TASK DIRECTIONS - Each line of the data has to be transcribed exactly.

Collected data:
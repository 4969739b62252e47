//! PPS Common Library
//!
//! Shared utilities for the property-price-search workspace:
//!
//! - **Logging**: centralized tracing initialization
//! - **Hashing**: content digests for dataset deduplication

pub mod hashing;
pub mod logging;
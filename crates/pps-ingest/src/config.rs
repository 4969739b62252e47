//! Worker configuration
//!
//! All settings come from the environment; secrets (storage keys, search
//! API key, database URL) are supplied by the host's secret store and read
//! once at startup.

use std::time::Duration;

use crate::pricepaid::export::ExportKind;

/// Default upstream publication endpoint for price-paid dataset files
pub const DEFAULT_DATASET_BASE_URL: &str =
    "http://prod.publicdata.landregistry.gov.uk.s3-website-eu-west-1.amazonaws.com";

/// Default seconds between scheduled ingestion cycles (7 days)
const DEFAULT_CYCLE_INTERVAL_SECS: u64 = 7 * 24 * 60 * 60;

/// Main worker configuration
#[derive(Debug, Clone)]
pub struct IngestConfig {
    /// Seconds between scheduled ingestion cycles
    pub cycle_interval_secs: u64,
    /// Base URL the dataset files are published under
    pub dataset_base_url: String,
    /// Connection URL for the postcode lookup database
    pub database_url: String,
    /// Which export strategy this deployment writes
    pub export_format: ExportKind,
}

impl IngestConfig {
    /// Load configuration from environment variables
    pub fn from_env() -> anyhow::Result<Self> {
        let config = Self {
            cycle_interval_secs: std::env::var("INGEST_CYCLE_INTERVAL_SECS")
                .ok()
                .and_then(|v| v.parse().ok())
                .unwrap_or(DEFAULT_CYCLE_INTERVAL_SECS),
            dataset_base_url: std::env::var("INGEST_DATASET_BASE_URL")
                .unwrap_or_else(|_| DEFAULT_DATASET_BASE_URL.to_string()),
            database_url: std::env::var("DATABASE_URL")
                .unwrap_or_else(|_| "postgresql://localhost/postcodes".to_string()),
            export_format: std::env::var("INGEST_EXPORT_FORMAT")
                .ok()
                .and_then(|v| v.parse().ok())
                .unwrap_or_default(),
        };

        config.validate()?;
        Ok(config)
    }

    /// Validate the configuration
    pub fn validate(&self) -> anyhow::Result<()> {
        if self.cycle_interval_secs == 0 {
            anyhow::bail!("INGEST_CYCLE_INTERVAL_SECS must be greater than 0");
        }
        if self.dataset_base_url.is_empty() {
            anyhow::bail!("INGEST_DATASET_BASE_URL cannot be empty");
        }
        if self.database_url.is_empty() {
            anyhow::bail!("DATABASE_URL cannot be empty");
        }
        Ok(())
    }

    /// Get the cycle interval as a Duration
    pub fn cycle_interval(&self) -> Duration {
        Duration::from_secs(self.cycle_interval_secs)
    }
}

impl Default for IngestConfig {
    fn default() -> Self {
        Self {
            cycle_interval_secs: DEFAULT_CYCLE_INTERVAL_SECS,
            dataset_base_url: DEFAULT_DATASET_BASE_URL.to_string(),
            database_url: "postgresql://localhost/postcodes".to_string(),
            export_format: ExportKind::default(),
        }
    }
}
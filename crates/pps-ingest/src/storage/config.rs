use serde::{Deserialize, Serialize};
use std::env;

/// Object storage connection settings.
///
/// The worker writes all artifacts into one fixed container; `properties`
/// is the default and what the provisioned indexer is bound to.
#[derive(Debug, Clone, Serialize, Deserialize)]
pub struct StorageConfig {
    pub endpoint: Option<String>,
    pub region: String,
    pub bucket: String,
    pub access_key: String,
    pub secret_key: String,
    pub path_style: bool,
}

impl StorageConfig {
    pub fn from_env() -> anyhow::Result<Self> {
        Ok(Self {
            endpoint: env::var("S3_ENDPOINT").ok(),
            region: env::var("S3_REGION").unwrap_or_else(|_| "eu-west-2".to_string()),
            bucket: env::var("S3_BUCKET").unwrap_or_else(|_| "properties".to_string()),
            access_key: env::var("S3_ACCESS_KEY")
                .or_else(|_| env::var("AWS_ACCESS_KEY_ID"))
                .unwrap_or_else(|_| "minioadmin".to_string()),
            secret_key: env::var("S3_SECRET_KEY")
                .or_else(|_| env::var("AWS_SECRET_ACCESS_KEY"))
                .unwrap_or_else(|_| "minioadmin".to_string()),
            path_style: env::var("S3_PATH_STYLE")
                .ok()
                .and_then(|v| v.parse().ok())
                .unwrap_or(false),
        })
    }

    pub fn for_minio(endpoint: impl Into<String>, bucket: impl Into<String>) -> Self {
        Self {
            endpoint: Some(endpoint.into()),
            region: "eu-west-2".to_string(),
            bucket: bucket.into(),
            access_key: "minioadmin".to_string(),
            secret_key: "minioadmin".to_string(),
            path_style: true,
        }
    }

    /// Connection string handed to the search service so its indexer can
    /// read the container this worker writes into.
    pub fn connection_string(&self) -> String {
        let endpoint = self.endpoint.as_deref().unwrap_or("");
        format!(
            "endpoint={};region={};access_key={};secret_key={}",
            endpoint, self.region, self.access_key, self.secret_key
        )
    }
}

WRITTEN REPLY -
repository 4969739b62252e47
//! PPS Common Library
//!
//! Shared utilities for the property-price-search workspace:
//!
//! - **Logging**: centralized tracing initialization
//! - **Hashing**: content digests for dataset deduplication

pub mod hashing;
pub mod logging;
filename crates/pps-ingest/src/config.rs
repository 4969739b62252e47
//! Worker configuration
//!
//! All settings come from the environment; secrets (storage keys, search
//! API key, database URL) are supplied by the host's secret store and read
//! once at startup.

use std::time::Duration;

use crate::pricepaid::export::ExportKind;

/// Default upstream publication endpoint for price-paid dataset files
pub const DEFAULT_DATASET_BASE_URL: &str =
    "http://prod.publicdata.landregistry.gov.uk.s3-website-eu-west-1.amazonaws.com";

/// Default seconds between scheduled ingestion cycles (7 days)
const DEFAULT_CYCLE_INTERVAL_SECS: u64 = 7 * 24 * 60 * 60;

/// Main worker configuration
#[derive(Debug, Clone)]
pub struct IngestConfig {
    /// Seconds between scheduled ingestion cycles
    pub cycle_interval_secs: u64,
    /// Base URL the dataset files are published under
    pub dataset_base_url: String,
    /// Connection URL for the postcode lookup database
    pub database_url: String,
    /// Which export strategy this deployment writes
    pub export_format: ExportKind,
}

impl IngestConfig {
    /// Load configuration from environment variables
    pub fn from_env() -> anyhow::Result<Self> {
        let config = Self {
            cycle_interval_secs: std::env::var("INGEST_CYCLE_INTERVAL_SECS")
                .ok()
                .and_then(|v| v.parse().ok())
                .unwrap_or(DEFAULT_CYCLE_INTERVAL_SECS),
            dataset_base_url: std::env::var("INGEST_DATASET_BASE_URL")
                .unwrap_or_else(|_| DEFAULT_DATASET_BASE_URL.to_string()),
            database_url: std::env::var("DATABASE_URL")
                .unwrap_or_else(|_| "postgresql://localhost/postcodes".to_string()),
            export_format: std::env::var("INGEST_EXPORT_FORMAT")
                .ok()
                .and_then(|v| v.parse().ok())
                .unwrap_or_default(),
        };

        config.validate()?;
        Ok(config)
    }

    /// Validate the configuration
    pub fn validate(&self) -> anyhow::Result<()> {
        if self.cycle_interval_secs == 0 {
            anyhow::bail!("INGEST_CYCLE_INTERVAL_SECS must be greater than 0");
        }
        if self.dataset_base_url.is_empty() {
            anyhow::bail!("INGEST_DATASET_BASE_URL cannot be empty");
        }
        if self.database_url.is_empty() {
            anyhow::bail!("DATABASE_URL cannot be empty");
        }
        Ok(())
    }

    /// Get the cycle interval as a Duration
    pub fn cycle_interval(&self) -> Duration {
        Duration::from_secs(self.cycle_interval_secs)
    }
}

impl Default for IngestConfig {
    fn default() -> Self {
        Self {
            cycle_interval_secs: DEFAULT_CYCLE_INTERVAL_SECS,
            dataset_base_url: DEFAULT_DATASET_BASE_URL.to_string(),
            database_url: "postgresql://localhost/postcodes".to_string(),
            export_format: ExportKind::default(),
        }
    }
}
filename crates/pps-ingest/src/storage/config.rs
use serde::{Deserialize, Serialize};
use std::env;

/// Object storage connection settings.
///
/// The worker writes all artifacts into one fixed container; `properties`
/// is the default and what the provisioned indexer is bound to.
#[derive(Debug, Clone, Serialize, Deserialize)]
pub struct StorageConfig {
    pub endpoint: Option<String>,
    pub region: String,
    pub bucket: String,
    pub access_key: String,
    pub secret_key: String,
    pub path_style: bool,
}

impl StorageConfig {
    pub fn from_env() -> anyhow::Result<Self> {
        Ok(Self {
            endpoint: env::var("S3_ENDPOINT").ok(),
            region: env::var("S3_REGION").unwrap_or_else(|_| "eu-west-2".to_string()),
            bucket: env::var("S3_BUCKET").unwrap_or_else(|_| "properties".to_string()),
            access_key: env::var("S3_ACCESS_KEY")
                .or_else(|_| env::var("AWS_ACCESS_KEY_ID"))
                .unwrap_or_else(|_| "minioadmin".to_string()),
            secret_key: env::var("S3_SECRET_KEY")
                .or_else(|_| env::var("AWS_SECRET_ACCESS_KEY"))
                .unwrap_or_else(|_| "minioadmin".to_string()),
            path_style: env::var("S3_PATH_STYLE")
                .ok()
                .and_then(|v| v.parse().ok())
                .unwrap_or(false),
        })
    }

    pub fn for_minio(endpoint: impl Into<String>, bucket: impl Into<String>) -> Self {
        Self {
            endpoint: Some(endpoint.into()),
            region: "eu-west-2".to_string(),
            bucket: bucket.into(),
            access_key: "minioadmin".to_string(),
            secret_key: "minioadmin".to_string(),
            path_style: true,
        }
    }

    /// Connection string handed to the search service so its indexer can
    /// read the container this worker writes into.
    pub fn connection_string(&self) -> String {
        let endpoint = self.endpoint.as_deref().unwrap_or("");
        format!(
            "endpoint={};region={};access_key={};secret_key={}",
            endpoint, self.region, self.access_key, self.secret_key
        )
    }
}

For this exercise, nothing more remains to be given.